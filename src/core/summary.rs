//! Payout summaries for dashboards.
//!
//! Grouping is a stable partition: groups appear in the order their key is first
//! seen, and members keep their input order inside a group.

use crate::entities::{Platform, payout};
use rust_decimal::Decimal;
use std::collections::HashMap;
use std::hash::Hash;

/// Payouts sharing one key.
#[derive(Debug, Clone, PartialEq, Eq)]
pub struct PayoutGroup<K> {
    /// Value shared by every member
    pub key: K,
    /// Number of payouts in the group
    pub count: usize,
    /// Sum of member amounts
    pub total_amount: Decimal,
    /// Members in their input order
    pub payouts: Vec<payout::Model>,
}

/// Partitions payouts by an arbitrary key.
pub fn group_payouts_by<K, F>(payouts: &[payout::Model], key_of: F) -> Vec<PayoutGroup<K>>
where
    K: Eq + Hash + Clone,
    F: Fn(&payout::Model) -> K,
{
    let mut index: HashMap<K, usize> = HashMap::new();
    let mut groups: Vec<PayoutGroup<K>> = Vec::new();

    for payout in payouts {
        let key = key_of(payout);
        let slot = *index.entry(key.clone()).or_insert_with(|| {
            groups.push(PayoutGroup {
                key,
                count: 0,
                total_amount: Decimal::ZERO,
                payouts: Vec::new(),
            });
            groups.len() - 1
        });

        let group = &mut groups[slot];
        group.count += 1;
        group.total_amount += payout.amount;
        group.payouts.push(payout.clone());
    }

    groups
}

/// Groups payouts by how the funds arrived.
#[must_use]
pub fn group_payouts_by_method(payouts: &[payout::Model]) -> Vec<PayoutGroup<String>> {
    group_payouts_by(payouts, |p| p.method.clone())
}

/// Groups payouts by marketplace.
#[must_use]
pub fn group_payouts_by_platform(payouts: &[payout::Model]) -> Vec<PayoutGroup<Platform>> {
    group_payouts_by(payouts, |p| p.platform)
}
------------------------------------------------------------------------
_What this task involves_. Copy only the entries from the first line to the line with "let mut index: HashMap<K, usize>", each exactly as it appears.

_Response_.
filename src/core/summary.rs
//! Payout summaries for dashboards.
//!
//! Grouping is a stable partition: groups appear in the order their key is first
//! seen, and members keep their input order inside a group.

use crate::entities::{Platform, payout};
use rust_decimal::Decimal;
use std::collections::HashMap;
use std::hash::Hash;

/// Payouts sharing one key.
#[derive(Debug, Clone, PartialEq, Eq)]
pub struct PayoutGroup<K> {
    /// Value shared by every member
    pub key: K,
    /// Number of payouts in the group
    pub count: usize,
    /// Sum of member amounts
    pub total_amount: Decimal,
    /// Members in their input order
    pub payouts: Vec<payout::Model>,
}

/// Partitions payouts by an arbitrary key.
pub fn group_payouts_by<K, F>(payouts: &[payout::Model], key_of: F) -> Vec<PayoutGroup<K>>
where
    K: Eq + Hash + Clone,
    F: Fn(&payout::Model) -> K,
{
    let mut index: HashMap<K, usize> = HashMap::new();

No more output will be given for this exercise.